Alessandro Ghedini /dev/random

Multi-VLAN DHCP+DNS home network setup with dnsmasq

Last week my ISP had an outage, and I discovered to my dismay that local DNS resolution on my home network stopped working too. My ISP having outages is nothing new, but the broken local DNS is, as the whole point of setting it up in the first place was to allow local services to keep working during the not-infrequent ISP oopsies.

My home network is largely run over Unifi hardware, with a Gateway Pro acting as, well, the network’s gateway. It comes with its own local DHCP and DNS setup based on dnsmasq which has worked fairly well in the past, so it’s not entirely clear whether this new failure mode is something that was introduced in a recent update (as I said, I’ve weathered ISP outages before without noticing the issue).

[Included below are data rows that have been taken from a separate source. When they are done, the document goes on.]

// ── 5. Generation ───────────────────────────────────────────────────────

fn validate_generation(seed: u64, verbose: bool) -> Vec<TestResult> {
    println!("--- Procedural Generation ---");
    let mut results = Vec::new();
    let mut rng = StdRng::seed_from_u64(seed);

    let entrance = generate_entrance(&mut rng);
    results.push(check(
        "entrance",
        entrance.depth == 0
            && entrance.encounter_type() == EncounterType::Story
            && entrance.choices.len() == 2,
        format!("'{}' with {} exits", entrance.title, entrance.choices.len()),
    ));

    const SAMPLES: usize = 2_000;
    let mut high_battles = 0;
    let mut back_missing = 0;
    let mut bad_exits = 0;
    for _ in 0..SAMPLES {
        let prev = generate_room(&mut rng, None, RoomCoord::ORIGIN, RiskLevel::Low);
        let coord = RoomCoord::ORIGIN.step(Direction::East);
        let room = generate_room(&mut rng, Some(&prev), coord, RiskLevel::High);
        if room.encounter_type() == EncounterType::Battle {
            high_battles += 1;
        }
        if room.choice(Direction::West).is_none() {
            back_missing += 1;
        }
        if !(2..=4).contains(&room.choices.len()) {
            bad_exits += 1;
        }
    }
    let battle_share = high_battles as f64 / SAMPLES as f64;
    results.push(check(
        "high_risk_battle_share",
        (0.45..=0.55).contains(&battle_share),
        format!("{:.1}% battles on HIGH risk", battle_share * 100.0),
    ));
    results.push(check(
        "back_exit_always_offered",
        back_missing == 0 && bad_exits == 0,
        format!("{} rooms missing the way back, {} with bad exit counts", back_missing, bad_exits),
    ));

    let scaling_ok = (1..=20).all(|depth| {
        let e = generate_enemy(&mut rng, "Obsidian Depths", depth);
        e.max_hp == 40.0 + 15.0 * depth as f64
            && e.attack == 8 + 3 * depth as i32
            && e.reward_xp == 30 + 10 * depth
            && e.reward_gold == 15 + 5 * depth
            && e.speed >= 5.0
    });
    results.push(check(
        "enemy_depth_scaling",
        scaling_ok,
        "hp 40+15d, atk 8+3d, xp 30+10d, gold 15+5d",
    ));

    if verbose {
        let sample = generate_enemy(&mut rng, "Obsidian Depths", 5);
        println!("  sample depth-5 enemy: {:?}", sample);
    }

    results
}

// ── 6. Combat ───────────────────────────────────────────────────────────

fn validate_combat(seed: u64, config: &CombatConfig, verbose: bool) -> Vec<TestResult> {
    println!("--- Combat Sweep ---");
    let mut results = Vec::new();
    let mut content = StdRng::seed_from_u64(seed);

    let mut wins = 0;
    let mut losses = 0;
    let mut multi_victory = 0;
    let mut hp_violations = 0;

    for (i, class) in PlayerClass::ALL.iter().cycle().take(60).enumerate() {
        let depth = 1 + (i as u32 % 6);
        let mut engine = CombatEngine::seeded(config.clone(), seed.wrapping_add(i as u64));
        let mut loot = ProceduralLoot::new(StdRng::seed_from_u64(seed ^ i as u64));
        let mut player = Character::new("Sweep", *class);
        engine.engage(generate_enemy(&mut content, "Sanguine Halls", depth), depth);

        let mut victories = 0;
        let mut frames = 0;
        while let Some(report) = engine.update(&mut player, 16.0, &mut loot) {
            frames += 1;
            if !(0.0..=report.player_max_hp).contains(&report.player_hp)
                || !(0.0..=report.enemy_max_hp).contains(&report.enemy_hp)
            {
                hp_violations += 1;
            }
            victories += report
                .events
                .iter()
                .filter(|e| matches!(e, CombatEvent::Victory(_)))
                .count();
            // Cast whatever is ready every half second
            if frames % 30 == 0 {
                let now = frames as u64 * 16;
                let ids: Vec<String> = player.skills.iter().map(|s| s.id.clone()).collect();
                for id in ids {
                    if let Some(cast) = engine.cast_skill(&mut player, &id, now, &mut loot) {
                        victories += usize::from(cast.victory.is_some());
                    }
                }
            }
            if frames > 200_000 {
                break;
            }
        }
        if victories > 1 {
            multi_victory += 1;
        }
        match engine.finish() {
            Some(CombatPhase::EnemyDefeated) => wins += 1,
            Some(CombatPhase::PlayerDefeated) => losses += 1,
            _ => {}
        }
    }

    info!("Combat sweep: {} wins, {} losses", wins, losses);
    results.push(check(
        "fights_terminate",
        wins + losses == 60,
        format!("{} wins, {} losses", wins, losses),
    ));
    results.push(check(
        "victory_granted_once",
        multi_victory == 0,
        format!("{} fights with duplicate victories", multi_victory),
    ));
    results.push(check(
        "hp_stays_in_range",
        hp_violations == 0,
        format!("{} out-of-range frames", hp_violations),
    ));
    if verbose {
        println!("  win rate {:.0}%", wins as f64 / 60.0 * 100.0);
    }

    results
}

// ── 7. Scripted run ─────────────────────────────────────────────────────

#[derive(Default)]
struct RunStats {
    rooms_entered: usize,
    battles: usize,
    interactions: usize,
    died_at_step: Option<usize>,
}

fn play_room(session: &mut GameSession<ManualClock>, clock: &ManualClock, stats: &mut RunStats) {
    if session.in_combat() {
        stats.battles += 1;
        let skills: Vec<String> = session
            .character()
            .map(|c| c.skills.iter().map(|s| s.id.clone()).collect())
            .unwrap_or_default();
        let mut frames = 0u32;
        while session.in_combat() && frames < 200_000 {
            clock.advance(16);
            session.frame();
            frames += 1;
            if frames % 30 == 0 {
                for id in &skills {
                    session.cast_skill(id);
                }
            }
            let low = session
                .character()
                .is_some_and(|c| c.hp < c.max_hp as f64 * 0.4);
            if low {
                let potion = session
                    .character()
                    .and_then(|c| c.inventory.find_consumable(ConsumableKind::Heal))
                    .map(|p| p.id);
                if let Some(id) = potion {
                    session.use_item(id);
                }
            }
        }
        return;
    }

    let Some(kind) = session.current_room().map(|r| r.encounter_type()) else {
        return;
    };
    let outcome = match kind {
        EncounterType::Treasure => session.open_chest(),
        EncounterType::Secret => session.search_secret(),
        EncounterType::Trap => session.disarm_trap(),
        EncounterType::Puzzle => session.solve_puzzle(),
        EncounterType::Merchant => {
            let cheapest = session.current_room().and_then(|r| match &r.encounter {
                Encounter::Merchant { stock } => {
                    stock.iter().min_by_key(|i| i.value).map(|i| i.id)
                }
                _ => None,
            });
            match cheapest {
                Some(id) => session.buy(id),
                None => return,
            }
        }
        _ => return,
    };
    match outcome {
        Ok(_) => stats.interactions += 1,
        Err(SessionError::AlreadyResolved) | Err(SessionError::NotEnoughGold { .. }) => {}
        Err(e) => log::warn!("Interaction failed: {}", e),
    }
}
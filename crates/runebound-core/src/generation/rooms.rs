//! Room generation

use rand::seq::SliceRandom;
use rand::Rng;

use super::loot::{generate_loot, LootSource};
use super::vocab::*;
use crate::components::{
    Direction, Encounter, EncounterType, PathChoice, RiskLevel, Room, RoomCoord,
};

/// The starting room at the origin: depth 0, no encounter, two exits.
pub fn generate_entrance(rng: &mut impl Rng) -> Room {
    Room {
        coord: RoomCoord::ORIGIN,
        depth: 0,
        title: ENTRANCE_TITLE.to_string(),
        description: ENTRANCE_DESCRIPTION.to_string(),
        risk: RiskLevel::Low,
        encounter: Encounter::Story,
        choices: generate_choices(rng, None),
    }
}

/// Generate the room at `coord`, entered from `prev`.
///
/// Depth is one past the previous room (1 with no previous room). When the
/// previous room is adjacent, the exit leading back to it is always offered.
pub fn generate_room(
    rng: &mut impl Rng,
    prev: Option<&Room>,
    coord: RoomCoord,
    risk: RiskLevel,
) -> Room {
    let depth = prev.map_or(1, |p| p.depth + 1);
    let title = format!("{} {}", pick(rng, ROOM_ADJECTIVES), pick(rng, ROOM_NOUNS));
    let mut description = pick(rng, ROOM_FLAVOR).to_string();

    let encounter = match roll_encounter(rng, risk) {
        EncounterType::Merchant => {
            description = pick(rng, MERCHANT_FLAVOR).to_string();
            Encounter::Merchant {
                stock: generate_loot(rng, depth, LootSource::Merchant),
            }
        }
        EncounterType::Treasure => {
            description = TREASURE_DESCRIPTION.to_string();
            let loot = generate_loot(rng, depth, LootSource::Chest);
            let gold = (rng.gen::<f64>() * 50.0 * depth as f64).floor() as u32 + 50;
            Encounter::Treasure {
                loot,
                gold,
                opened: false,
            }
        }
        EncounterType::Puzzle => {
            description = pick(rng, PUZZLE_FLAVOR).to_string();
            Encounter::Puzzle { solved: false }
        }
        EncounterType::Secret => {
            description = pick(rng, SECRET_FLAVOR).to_string();
            let gold = (rng.gen::<f64>() * 100.0 * depth as f64).floor() as u32 + 100;
            Encounter::Secret { gold, found: false }
        }
        EncounterType::Trap => {
            description = TRAP_DESCRIPTION.to_string();
            Encounter::Trap { disarmed: false }
        }
        EncounterType::Battle => Encounter::Battle,
        EncounterType::Story => Encounter::Story,
    };

    let back = prev.and_then(|p| coord.direction_to(p.coord));

    Room {
        coord,
        depth,
        title,
        description,
        risk,
        encounter,
        choices: generate_choices(rng, back),
    }
}

/// Draw an encounter type from the risk tier's table.
///
/// | Risk | Battle | Trap | Treasure | Secret | Merchant | Puzzle |
/// |------|--------|------|----------|--------|----------|--------|
/// | High | 50% | 20% | 20% | 10% | - | - |
/// | Medium | 40% | 15% | 15% | - | 15% | 15% |
/// | Low | 20% | - | 10% | 20% | 30% | 20% |
pub fn roll_encounter(rng: &mut impl Rng, risk: RiskLevel) -> EncounterType {
    let roll = rng.gen::<f64>();
    match risk {
        RiskLevel::High => {
            if roll < 0.50 {
                EncounterType::Battle
            } else if roll < 0.70 {
                EncounterType::Trap
            } else if roll < 0.90 {
                EncounterType::Treasure
            } else {
                EncounterType::Secret
            }
        }
        RiskLevel::Low => {
            if roll < 0.20 {
                EncounterType::Battle
            } else if roll < 0.50 {
                EncounterType::Merchant
            } else if roll < 0.70 {
                EncounterType::Puzzle
            } else if roll < 0.90 {
                EncounterType::Secret
            } else {
                EncounterType::Treasure
            }
        }
        RiskLevel::Medium => {
            if roll < 0.40 {
                EncounterType::Battle
            } else if roll < 0.55 {
                EncounterType::Trap
            } else if roll < 0.70 {
                EncounterType::Puzzle
            } else if roll < 0.85 {
                EncounterType::Treasure
            } else {
                EncounterType::Merchant
            }
        }
    }
}

/// Exits for a new room. With a known way back: that direction plus 1-3
/// others. Otherwise two random directions. Each exit rolls its own risk.
fn generate_choices(rng: &mut impl Rng, back: Option<Direction>) -> Vec<PathChoice> {
    let mut directions = Vec::with_capacity(4);
    let mut pool: Vec<Direction> = Direction::ALL.to_vec();

    match back {
        Some(back) => {
            pool.retain(|d| *d != back);
            pool.shuffle(rng);
            let extras = rng.gen_range(1..=3);
            directions.push(back);
            directions.extend(pool.into_iter().take(extras));
        }
        None => {
            pool.shuffle(rng);
            directions.extend(pool.into_iter().take(2));
        }
    }

    directions
        .into_iter()
        .map(|direction| PathChoice {
            direction,
            description: pick(rng, PATH_DESCRIPTIONS).to_string(),
            risk: RiskLevel::ALL[rng.gen_range(0..RiskLevel::ALL.len())],
        })
        .collect()
}

#[cfg(test)]
mod tests {
    use super::*;
    use rand::rngs::StdRng;
    use rand::SeedableRng;
    use std::collections::HashSet;

    #[test]
    fn test_entrance() {
        let mut rng = StdRng::seed_from_u64(1);
        let room = generate_entrance(&mut rng);
        assert_eq!(room.depth, 0);
        assert_eq!(room.title, "Entrance Hall");
        assert_eq!(room.encounter_type(), EncounterType::Story);
        assert_eq!(room.choices.len(), 2);
        assert_ne!(room.choices[0].direction, room.choices[1].direction);
    }

    #[test]
    fn test_back_path_always_offered() {
        let mut rng = StdRng::seed_from_u64(9);
        let entrance = generate_entrance(&mut rng);
        for _ in 0..200 {
            let room = generate_room(&mut rng, Some(&entrance), RoomCoord::new(1, 0), RiskLevel::Medium);
            assert_eq!(room.depth, 1);
            assert!(room.choice(Direction::West).is_some());
            assert!((2..=4).contains(&room.choices.len()));
            let unique: HashSet<_> = room.choices.iter().map(|c| c.direction).collect();
            assert_eq!(unique.len(), room.choices.len());
        }
    }

    #[test]
    fn test_payload_matches_type() {
        let mut rng = StdRng::seed_from_u64(12);
        let entrance = generate_entrance(&mut rng);
        for _ in 0..300 {
            let room = generate_room(&mut rng, Some(&entrance), RoomCoord::new(0, 1), RiskLevel::Low);
            match &room.encounter {
                Encounter::Treasure { loot, gold, opened } => {
                    assert!(!loot.is_empty());
                    assert!(*gold >= 50 && *gold < 100);
                    assert!(!opened);
                }
                Encounter::Secret { gold, found } => {
                    assert!(*gold >= 100 && *gold < 200);
                    assert!(!found);
                }
                Encounter::Merchant { stock } => assert_eq!(stock.len(), 4),
                Encounter::Trap { .. } => panic!("low risk never rolls a trap"),
                _ => {}
            }
        }
    }

    #[test]
    fn test_high_risk_is_mostly_hostile() {
        let mut rng = StdRng::seed_from_u64(1000);
        let hostile = (0..1000)
            .map(|_| roll_encounter(&mut rng, RiskLevel::High))
            .filter(|t| matches!(t, EncounterType::Battle | EncounterType::Trap))
            .count();
        assert!(hostile >= 600, "only {} hostile of 1000", hostile);
    }

    #[test]
    fn test_no_previous_room() {
        let mut rng = StdRng::seed_from_u64(4);
        let room = generate_room(&mut rng, None, RoomCoord::new(5, 5), RiskLevel::High);
        assert_eq!(room.depth, 1);
        assert_eq!(room.choices.len(), 2);
    }
}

Looking a bit into it, it appears that the dnsmasq instance responsible for local DHCP and DNS is configured to use the gateway’s WAN interface, which seems a little strange, with the result that Unifi’s WAN fallback mechanism seems to disable it when the upstream connection breaks (thus breaking DNS as well).

I did a fair amount of searching and found a few mentions of similar issues from other people, though there didn’t seem to be a solution.

I decided that instead of trying to fix the issue locally on the gateway itself I would just deploy my own dnsmasq installation on separate hardware to prevent future updates from breaking it again.

Easier said than done.

Mo VLANs Mo Problems

Installing dnsmasq on my own host was easy enough, however I soon ran into some issues that didn’t exist in the previous setup.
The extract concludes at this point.